A lot of this probably depends on how much you dig the real-life artists I just named, but for my money, this movie is vying only with Disney’s Tangled and Moana as the best movie musical soundtrack of the 21st century (though of course, I’m fudging this a little, given that the play was first performed in ’98), and in-film, it’s animated by an absolutely go-for-broke starring performance by Mitchell that delivers each song with such urgency that it’s hard not to be swept up in the spirit of the thing. Plus, it’s one of these great archetypal sex/drugs/rock-n-roll stories of dueling creative talent and bands breaking up and reuniting and people burning out and all that. It’s all very classic rock, but, you know, the good parts of classic rock. It’s a good movie, y’all. — Michael O’Malley
Moulin Rouge! (2001) by Baz Luhrmann
The fact that there's an exclamation mark built into the title of Moulin Rouge! is telling. It's big, bright, boisterous explosion of music and dancing, tragedy, comedy, and romance. Like a kaleidoscopic cabinet of curiosities, this movie has everything: A doomed heroine! A penniless hero! A mustache-twirling villain! An ill-fated love affair! Cancan girls dancing to "Smells Like Teen Spirit!" A boudoir inside a giant elephant! Jim Broadbent singing "Like a Virgin!" Kylie Minogue as an absinthe-induced green fairy hallucination! A cartoon man in the moon who sings with the voice of Placido Domingo! And that barely scratches the surface when it comes to the dazzling, peculiar delights Moulin Rouge! has to offer.
I have watched this movie many times, and I'm sure I'll watch it many more, but I know it's a lot to take in. The first time I saw it I was put off by the frenetic pacing and the overall rowdiness of the first several scenes. There's so much happening in Moulin Rouge! and, quite often, it's all happening at the same time. There's so much razzle dazzle it would be easy to assume that's all the movie has to offer. And the story itself is hardly groundbreaking, borrowing elements from the Orpheus myth, La Bohème, La Traviata, and probably countless others, to tell a tale of woe about a fallen woman made to suffer . . . so that the leading man can emote all over the place and make it all about himself.
Honestly, Moulin Rouge! shouldn't work, and yet, somehow, Baz Luhrmann and his charming cast manage to hold it all together. Because I think, deep down, buried beneath all those pounds of glitter, there's also something more. It's a movie that revels in its excesses but is sincere in its emotional transparency. It's got a lotta heart, this one. So when Luhrmann's characters declare their devotion to "Freedom! Beauty! Truth! and Love!" I believe them, because I need to believe this movie is as guileless as it seems to be. I need to believe that artifice and authenticity are not mutually exclusive.

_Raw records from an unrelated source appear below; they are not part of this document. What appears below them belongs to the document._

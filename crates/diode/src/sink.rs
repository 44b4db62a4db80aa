//! The byte-sink contract the pump drains into.

use std::io::{self, Write};

/// Destination for drained records.
///
/// Whether a sink supports a close lifecycle is decided here, once, by the
/// implementation: sinks with teardown override [`Sink::close`], everything
/// else inherits the no-op. The pump never inspects the sink beyond this
/// trait.
pub trait Sink: Send + 'static {
    /// Write a buffer, returning how many bytes were consumed.
    ///
    /// # Errors
    ///
    /// Propagates the underlying I/O error; the pump reports it through the
    /// writer's error callback and moves on.
    fn write(&mut self, buf: &[u8]) -> io::Result<usize>;

    /// Flush buffered data, if the sink buffers.
    ///
    /// # Errors
    ///
    /// Propagates the underlying I/O error.
    fn flush(&mut self) -> io::Result<()> {
        Ok(())
    }

    /// Tear the sink down. Called exactly once, after the pump has exited.
    ///
    /// # Errors
    ///
    /// Propagates the underlying I/O error to the writer's `close`.
    fn close(&mut self) -> io::Result<()> {
        Ok(())
    }

    /// Write an entire buffer, retrying short writes.
    ///
    /// # Errors
    ///
    /// Propagates the first underlying I/O error.
    fn write_all(&mut self, mut buf: &[u8]) -> io::Result<()> {
        while !buf.is_empty() {
            match self.write(buf) {
                Ok(0) => {
                    return Err(io::Error::new(
                        io::ErrorKind::WriteZero,
                        "sink accepted no bytes",
                    ));
                }
                Ok(n) => buf = &buf[n..],
                Err(e) if e.kind() == io::ErrorKind::Interrupted => {}
                Err(e) => return Err(e),
            }
        }
        Ok(())
    }
}

/// Adapter giving any [`std::io::Write`] the sink contract. Close flushes;
/// wrap the writer yourself to add real teardown.
#[derive(Debug)]
pub struct IoSink<W> {
    inner: W,
}

impl<W: io::Write + Send + 'static> IoSink<W> {
    /// Wrap a plain writer.
    pub const fn new(inner: W) -> Self {
        Self { inner }
    }

    /// Unwrap the inner writer.
    pub fn into_inner(self) -> W {
        self.inner
    }
}

impl<W: io::Write + Send + 'static> Sink for IoSink<W> {
    fn write(&mut self, buf: &[u8]) -> io::Result<usize> {
        self.inner.write(buf)
    }

    fn flush(&mut self) -> io::Result<()> {
        self.inner.flush()
    }

    fn close(&mut self) -> io::Result<()> {
        self.inner.flush()
    }
}
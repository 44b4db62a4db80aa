//! End-to-end tests for the non-blocking writer.

use std::io::{self, Write as _};
use std::sync::atomic::{AtomicU64, AtomicUsize, Ordering};
use std::sync::mpsc::Receiver;
use std::sync::{Arc, Mutex, mpsc};
use std::time::{Duration, Instant};
use weir_diode::{CloseBehavior, Error, NonBlockingBuilder, Sink};

/// Records every write as its own entry, preserving record boundaries.
#[derive(Clone, Default)]
struct CaptureSink {
    records: Arc<Mutex<Vec<Vec<u8>>>>,
    closes: Arc<AtomicUsize>,
}

impl Sink for CaptureSink {
    fn write(&mut self, buf: &[u8]) -> io::Result<usize> {
        self.records.lock().unwrap().push(buf.to_vec());
        Ok(buf.len())
    }

    fn close(&mut self) -> io::Result<()> {
        self.closes.fetch_add(1, Ordering::SeqCst);
        Ok(())
    }
}

/// Sleeps on every write before recording it.
struct SlowSink {
    delay: Duration,
    inner: CaptureSink,
}

impl Sink for SlowSink {
    fn write(&mut self, buf: &[u8]) -> io::Result<usize> {
        std::thread::sleep(self.delay);
        self.inner.write(buf)
    }
}

/// Blocks its first write until released, then behaves like a capture sink.
struct GatedSink {
    gate: Option<Receiver<()>>,
    inner: CaptureSink,
}

impl Sink for GatedSink {
    fn write(&mut self, buf: &[u8]) -> io::Result<usize> {
        if let Some(gate) = self.gate.take() {
            let _ = gate.recv();
        }
        self.inner.write(buf)
    }
}

/// Fails every write; close succeeds.
struct FailingSink {
    failures: Arc<AtomicUsize>,
}

impl Sink for FailingSink {
    fn write(&mut self, _buf: &[u8]) -> io::Result<usize> {
        self.failures.fetch_add(1, Ordering::SeqCst);
        Err(io::Error::other("sink is broken"))
    }
}

/// Accepts writes, fails on close.
#[derive(Default)]
struct FailingCloseSink;

impl Sink for FailingCloseSink {
    fn write(&mut self, buf: &[u8]) -> io::Result<usize> {
        Ok(buf.len())
    }

    fn close(&mut self) -> io::Result<()> {
        Err(io::Error::other("close is broken"))
    }
}

#[test]
fn zero_capacity_is_a_configuration_error() {
    let result = NonBlockingBuilder::new()
        .capacity(0)
        .finish(CaptureSink::default());
    assert!(matches!(result, Err(Error::InvalidCapacity)));
}

#[test]
fn round_trip_preserves_bytes_and_order() {
    let sink = CaptureSink::default();
    let records = sink.records.clone();
    let (mut writer, guard) = NonBlockingBuilder::new()
        .capacity(64)
        .finish(sink)
        .unwrap();

    let published: Vec<Vec<u8>> = (0..32u32)
        .map(|i| format!("record {i}\n").into_bytes())
        .collect();
    for record in &published {
        assert_eq!(writer.write(record).unwrap(), record.len());
    }
    guard.close().unwrap();

    assert_eq!(*records.lock().unwrap(), published);
}

#[test]
fn sink_close_runs_exactly_once() {
    let sink = CaptureSink::default();
    let closes = sink.closes.clone();
    let (_writer, guard) = NonBlockingBuilder::new().finish(sink).unwrap();

    guard.close().unwrap();
    guard.close().unwrap();
    guard.close().unwrap();
    assert_eq!(closes.load(Ordering::SeqCst), 1);
}

#[test]
fn close_propagates_the_sink_error_once() {
    let (_writer, guard) = NonBlockingBuilder::new().finish(FailingCloseSink).unwrap();
    assert!(matches!(guard.close(), Err(Error::SinkClose(_))));
    // Second close is a no-op success, not a replay of the failure.
    assert!(guard.close().is_ok());
}

#[test]
fn producer_latency_is_independent_of_sink_latency() {
    let sink = SlowSink {
        delay: Duration::from_millis(25),
        inner: CaptureSink::default(),
    };
    let (mut writer, guard) = NonBlockingBuilder::new()
        .capacity(1024)
        .close_behavior(CloseBehavior::Discard)
        .finish(sink)
        .unwrap();

    let mut worst = Duration::ZERO;
    for i in 0..50u32 {
        let record = format!("slow sink record {i}\n");
        let start = Instant::now();
        writer.write_all(record.as_bytes()).unwrap();
        worst = worst.max(start.elapsed());
    }
    guard.close().unwrap();

    assert!(
        worst < Duration::from_millis(10),
        "producer write took {worst:?} against a 25ms sink"
    );
}

#[test]
fn waiter_close_returns_promptly_when_drained() {
    let sink = SlowSink {
        delay: Duration::from_millis(50),
        inner: CaptureSink::default(),
    };
    let records = sink.inner.records.clone();
    let (mut writer, guard) = NonBlockingBuilder::new().finish(sink).unwrap();

    writer.write_all(b"only record\n").unwrap();
    // Let the pump get the record through the slow sink.
    while records.lock().unwrap().is_empty() {
        std::thread::sleep(Duration::from_millis(5));
    }

    let start = Instant::now();
    guard.close().unwrap();
    assert!(
        start.elapsed() < Duration::from_millis(100),
        "waiter close took {:?}",
        start.elapsed()
    );
}

#[test]
fn poller_close_is_bounded_by_one_interval() {
    let interval = Duration::from_millis(40);
    let sink = SlowSink {
        delay: Duration::from_millis(50),
        inner: CaptureSink::default(),
    };
    let (_writer, guard) = NonBlockingBuilder::new()
        .poll_interval(interval)
        .finish(sink)
        .unwrap();

    // The ring is empty, so the pump is mid-sleep; close must not wait for
    // the sink or for more than roughly one interval.
    std::thread::sleep(Duration::from_millis(10));
    let start = Instant::now();
    guard.close().unwrap();
    assert!(
        start.elapsed() < interval * 5,
        "poller close took {:?} with a {interval:?} interval",
        start.elapsed()
    );
}

#[test]
fn discard_on_close_skips_pending_records() {
    let (gate_tx, gate_rx) = mpsc::sync_channel::<()>(1);
    let sink = GatedSink {
        gate: Some(gate_rx),
        inner: CaptureSink::default(),
    };
    let records = sink.inner.records.clone();
    let (mut writer, guard) = NonBlockingBuilder::new()
        .capacity(64)
        .close_behavior(CloseBehavior::Discard)
        .finish(sink)
        .unwrap();

    for i in 0..16u32 {
        writer.write_all(format!("{i}\n").as_bytes()).unwrap();
    }

    // Close while the pump is stuck in the gated first write, then release
    // the gate: only the in-flight record may reach the sink.
    let closer = std::thread::spawn(move || guard.close().unwrap());
    std::thread::sleep(Duration::from_millis(50));
    // The pump may already have exited without consuming the gate.
    let _ = gate_tx.send(());
    closer.join().unwrap();

    assert!(records.lock().unwrap().len() <= 1);
}

#[test]
fn overrun_burst_keeps_a_tail_and_accounts_for_drops() {
    let dropped = Arc::new(AtomicU64::new(0));
    let dropped_in_alert = Arc::clone(&dropped);
    let (gate_tx, gate_rx) = mpsc::sync_channel(1);
    let sink = GatedSink {
        gate: Some(gate_rx),
        inner: CaptureSink::default(),
    };
    let records = sink.inner.records.clone();

    let (mut writer, guard) = NonBlockingBuilder::new()
        .capacity(4)
        .on_full_drop(move |missed| {
            dropped_in_alert.fetch_add(missed, Ordering::Relaxed);
        })
        .finish(sink)
        .unwrap();

    let published = [b"a", b"b", b"c", b"d", b"e", b"f"];
    for record in published {
        writer.write_all(record).unwrap();
    }
    let _ = gate_tx.send(());
    guard.close().unwrap();

    let drained = records.lock().unwrap().clone();
    assert_eq!(drained.last().unwrap(), b"f", "newest record must survive");
    assert_eq!(
        drained.len() as u64 + dropped.load(Ordering::Relaxed),
        published.len() as u64,
        "every record is either drained or counted dropped"
    );
    // Drained records appear in publish order.
    let mut cursor = published.iter();
    for record in &drained {
        assert!(
            cursor.any(|p| p.as_slice() == record.as_slice()),
            "record {record:?} out of order"
        );
    }
}

#[test]
fn sink_write_errors_reach_the_callback_but_not_producers() {
    let failures = Arc::new(AtomicUsize::new(0));
    let sink = FailingSink {
        failures: Arc::clone(&failures),
    };
    let reported = Arc::new(AtomicUsize::new(0));
    let reported_in_callback = Arc::clone(&reported);

    let (mut writer, guard) = NonBlockingBuilder::new()
        .on_sink_error(move |_| {
            reported_in_callback.fetch_add(1, Ordering::SeqCst);
        })
        .finish(sink)
        .unwrap();

    for _ in 0..8 {
        // The producer must stay oblivious to the broken sink.
        assert_eq!(writer.write(b"doomed\n").unwrap(), 7);
    }
    guard.close().unwrap();

    assert_eq!(failures.load(Ordering::SeqCst), 8);
    assert_eq!(reported.load(Ordering::SeqCst), 8);
}

#[test]
fn clones_share_one_ring() {
    let sink = CaptureSink::default();
    let records = sink.records.clone();
    let (writer, guard) = NonBlockingBuilder::new()
        .capacity(1024)
        .finish(sink)
        .unwrap();

    std::thread::scope(|scope| {
        for t in 0..4u32 {
            let mut writer = writer.clone();
            scope.spawn(move || {
                for i in 0..100u32 {
                    writer
                        .write_all(format!("{t}:{i}\n").as_bytes())
                        .unwrap();
                }
            });
        }
    });
    guard.close().unwrap();

    assert_eq!(records.lock().unwrap().len(), 400);
}
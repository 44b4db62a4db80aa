//! Logger configuration and the production/development presets.

use std::path::PathBuf;
use std::time::Duration;
use tracing_subscriber::filter::LevelFilter;

pub use tracing_appender::rolling::Rotation;

/// Which outputs to install.
#[derive(Debug, Clone, Copy, PartialEq, Eq)]
pub enum Encoding {
    /// JSON records to the rotating file only.
    Json,
    /// Human-readable records to stdout only.
    Console,
    /// Both of the above.
    All,
}

/// Configuration for the logging stack.
///
/// Encoding and level selection are handled by `tracing-subscriber`, file
/// rotation by `tracing-appender`; the capacity and poll interval configure
/// the diode writer sitting between them.
#[derive(Debug, Clone)]
pub struct LoggerConfig {
    pub(crate) level: LevelFilter,
    pub(crate) encoding: Encoding,
    pub(crate) directory: PathBuf,
    pub(crate) file_prefix: String,
    pub(crate) rotation: Rotation,
    pub(crate) max_log_files: Option<usize>,
    pub(crate) capacity: usize,
    pub(crate) poll_interval: Duration,
}

impl LoggerConfig {
    /// Opinionated production configuration: INFO and above as JSON to a
    /// daily-rotated file, three rotated files retained, parking consumer.
    #[must_use]
    pub fn production() -> Self {
        Self {
            level: LevelFilter::INFO,
            encoding: Encoding::Json,
            directory: PathBuf::from("logs"),
            file_prefix: "app".to_string(),
            rotation: Rotation::DAILY,
            max_log_files: Some(3),
            capacity: 32 * 1024,
            poll_interval: Duration::ZERO,
        }
    }

    /// Opinionated development configuration: DEBUG and above to the
    /// console, a small ring, and a 1 ms poller.
    #[must_use]
    pub fn development() -> Self {
        Self {
            level: LevelFilter::DEBUG,
            encoding: Encoding::Console,
            directory: PathBuf::from("logs"),
            file_prefix: "app".to_string(),
            rotation: Rotation::DAILY,
            max_log_files: Some(1),
            capacity: 1024,
            poll_interval: Duration::from_millis(1),
        }
    }

    /// Start from the production preset and override piecemeal.
    #[must_use]
    pub fn builder() -> LoggerConfigBuilder {
        LoggerConfigBuilder {
            config: Self::production(),
        }
    }
}

/// Builder for [`LoggerConfig`].
#[derive(Debug, Clone)]
pub struct LoggerConfigBuilder {
    config: LoggerConfig,
}

impl LoggerConfigBuilder {
    /// Minimum enabled level.
    #[must_use]
    pub fn level(mut self, level: LevelFilter) -> Self {
        self.config.level = level;
        self
    }

    /// Which outputs to install.
    #[must_use]
    pub fn encoding(mut self, encoding: Encoding) -> Self {
        self.config.encoding = encoding;
        self
    }

    /// Directory the rotating log files live in.
    #[must_use]
    pub fn directory(mut self, directory: impl Into<PathBuf>) -> Self {
        self.config.directory = directory.into();
        self
    }

    /// File name prefix for the rotating log files.
    #[must_use]
    pub fn file_prefix(mut self, prefix: impl Into<String>) -> Self {
        self.config.file_prefix = prefix.into();
        self
    }

    /// Rotation period.
    #[must_use]
    pub fn rotation(mut self, rotation: Rotation) -> Self {
        self.config.rotation = rotation;
        self
    }

    /// How many rotated files to retain; `None` keeps them all.
    #[must_use]
    pub fn max_log_files(mut self, max: Option<usize>) -> Self {
        self.config.max_log_files = max;
        self
    }

    /// Diode slot count.
    #[must_use]
    pub fn capacity(mut self, slots: usize) -> Self {
        self.config.capacity = slots;
        self
    }

    /// Diode poll interval; zero parks the pump instead of polling.
    #[must_use]
    pub fn poll_interval(mut self, interval: Duration) -> Self {
        self.config.poll_interval = interval;
        self
    }

    /// Finalize the configuration.
    #[must_use]
    pub fn build(self) -> LoggerConfig {
        self.config
    }
}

I believe in this movie's complete lack of cynicism, and I cherish it. — Diana Rogers
School of Rock (2003) by Richard Linklater
At the start of Richard Linklater’s School of Rock, Dewey Finn (played by Jack Black) stage dives face-first onto the floor. This depiction is basically a visual representation of how his musical career is going at the start of the film, and somehow, it gets worse.
Dewey gets kicked out of the band he started—his absurd showmanship is too flashy and too over-the-top for the other members. They want to be serious. Dewey is jobless, bandless, and his roommate Ned (Mike White) is being pushed by his girlfriend (Sarah Silverman) to collect Dewey’s overdue rent money.
Instead of getting an honest job, Dewey decides to pose as Ned and take a job subbing at one of the more prestigious elementary schools in the area. When he overhears his students in music class, he decides that they should be his band, and he teaches them the ways of rocking and rolling.
Cinematary’s own Andrew Swafford wrote and created a video essay that takes an in-depth look at what we can learn from Dewey Finn as a teacher figure. I would argue that one of the big ways Dewey himself learns is through the act of collaboration that he finds in teaching.
At the start, his intentions are just plain wrong. He’s there to make money off the talent of children, not to mention to use them as an audience to boost his ego. In the process, though, he learns to give up some of the creative control, which at the start he had made the students vow they would not take from him. He sees the talent in the students and learns to pass the baton. He asks permission to have room in their space.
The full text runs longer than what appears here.